_Records for this task_
use thiserror::Error;

#[derive(Clone, Debug, Error, PartialEq, Eq)]
pub enum DomainError {
    #[error("domain invariant violation: {0}")]
    InvariantViolation(String),
}

#[derive(Clone, Debug, Error, PartialEq, Eq)]
pub enum ApplicationError {
    #[error(transparent)]
    Domain(#[from] DomainError),
    #[error("database failure: {0}")]
    Database(String),
    #[error("configuration failure: {0}")]
    Configuration(String),
}

#[derive(Clone, Debug, Error, PartialEq, Eq)]
pub enum InterfaceError {
    #[error("bad request: {message}")]
    BadRequest { message: String, correlation_id: String },
    #[error("not found: {message}")]
    NotFound { message: String, correlation_id: String },
    #[error("forbidden: {message}")]
    Forbidden { message: String, correlation_id: String },
    #[error("service unavailable: {message}")]
    ServiceUnavailable { message: String, correlation_id: String },
    #[error("internal error: {message}")]
    Internal { message: String, correlation_id: String },
}

impl InterfaceError {
    pub fn user_message(&self) -> &'static str {
        match self {
            Self::BadRequest { .. } => {
                "The request could not be processed. Check inputs and try again."
            }
            Self::NotFound { .. } => "The requested resource was not found.",
            Self::Forbidden { .. } => "Access to the requested resource is denied.",
            Self::ServiceUnavailable { .. } => {
                "The service is temporarily unavailable. Please retry shortly."
            }
            Self::Internal { .. } => "An unexpected internal error occurred.",
        }
    }

    pub fn correlation_id(&self) -> &str {
        match self {
            Self::BadRequest { correlation_id, .. }
            | Self::NotFound { correlation_id, .. }
            | Self::Forbidden { correlation_id, .. }
            | Self::ServiceUnavailable { correlation_id, .. }
            | Self::Internal { correlation_id, .. } => correlation_id,
        }
    }
}

impl ApplicationError {
    pub fn into_interface(self, correlation_id: impl Into<String>) -> InterfaceError {
        let correlation_id = correlation_id.into();
        let mut mapped = InterfaceError::from(self);
        match &mut mapped {
            InterfaceError::BadRequest { correlation_id: id, .. }
            | InterfaceError::NotFound { correlation_id: id, .. }
            | InterfaceError::Forbidden { correlation_id: id, .. }
            | InterfaceError::ServiceUnavailable { correlation_id: id, .. }
            | InterfaceError::Internal { correlation_id: id, .. } => *id = correlation_id,
        }
        mapped
    }
}

impl From<ApplicationError> for InterfaceError {
    fn from(value: ApplicationError) -> Self {
        match value {
            ApplicationError::Database(message) => {
                Self::ServiceUnavailable { message, correlation_id: "unassigned".to_owned() }
            }
            ApplicationError::Domain(DomainError::InvariantViolation(message))
            | ApplicationError::Configuration(message) => {
                Self::Internal { message, correlation_id: "unassigned".to_owned() }
            }
        }
    }
}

_What is required_
Give back every line of the data exactly.

_Exercise solution_
use thiserror::Error;

#[derive(Clone, Debug, Error, PartialEq, Eq)]
pub enum DomainError {
    #[error("domain invariant violation: {0}")]
    InvariantViolation(String),
}

#[derive(Clone, Debug, Error, PartialEq, Eq)]
pub enum ApplicationError {
    #[error(transparent)]
    Domain(#[from] DomainError),
    #[error("database failure: {0}")]
    Database(String),
    #[error("configuration failure: {0}")]
    Configuration(String),
}

#[derive(Clone, Debug, Error, PartialEq, Eq)]
pub enum InterfaceError {
    #[error("bad request: {message}")]
    BadRequest { message: String, correlation_id: String },
    #[error("not found: {message}")]
    NotFound { message: String, correlation_id: String },
    #[error("forbidden: {message}")]
    Forbidden { message: String, correlation_id: String },
    #[error("service unavailable: {message}")]
    ServiceUnavailable { message: String, correlation_id: String },
    #[error("internal error: {message}")]
    Internal { message: String, correlation_id: String },
}

impl InterfaceError {
    pub fn user_message(&self) -> &'static str {
        match self {
            Self::BadRequest { .. } => {
                "The request could not be processed. Check inputs and try again."
            }
            Self::NotFound { .. } => "The requested resource was not found.",
            Self::Forbidden { .. } => "Access to the requested resource is denied.",
            Self::ServiceUnavailable { .. } => {
                "The service is temporarily unavailable. Please retry shortly."
            }
            Self::Internal { .. } => "An unexpected internal error occurred.",
        }
    }

    pub fn correlation_id(&self) -> &str {
        match self {
            Self::BadRequest { correlation_id, .. }
            | Self::NotFound { correlation_id, .. }
            | Self::Forbidden { correlation_id, .. }
            | Self::ServiceUnavailable { correlation_id, .. }
            | Self::Internal { correlation_id, .. } => correlation_id,
        }
    }
}

impl ApplicationError {
    pub fn into_interface(self, correlation_id: impl Into<String>) -> InterfaceError {
        let correlation_id = correlation_id.into();
        let mut mapped = InterfaceError::from(self);
        match &mut mapped {
            InterfaceError::BadRequest { correlation_id: id, .. }
            | InterfaceError::NotFound { correlation_id: id, .. }
            | InterfaceError::Forbidden { correlation_id: id, .. }
            | InterfaceError::ServiceUnavailable { correlation_id: id, .. }
            | InterfaceError::Internal { correlation_id: id, .. } => *id = correlation_id,
        }
        mapped
    }
}

impl From<ApplicationError> for InterfaceError {
    fn from(value: ApplicationError) -> Self {
        match value {
            ApplicationError::Database(message) => {
                Self::ServiceUnavailable { message, correlation_id: "unassigned".to_owned() }
            }
            ApplicationError::Domain(DomainError::InvariantViolation(message))
            | ApplicationError::Configuration(message) => {
                Self::Internal { message, correlation_id: "unassigned".to_owned() }
            }
        }
    }
}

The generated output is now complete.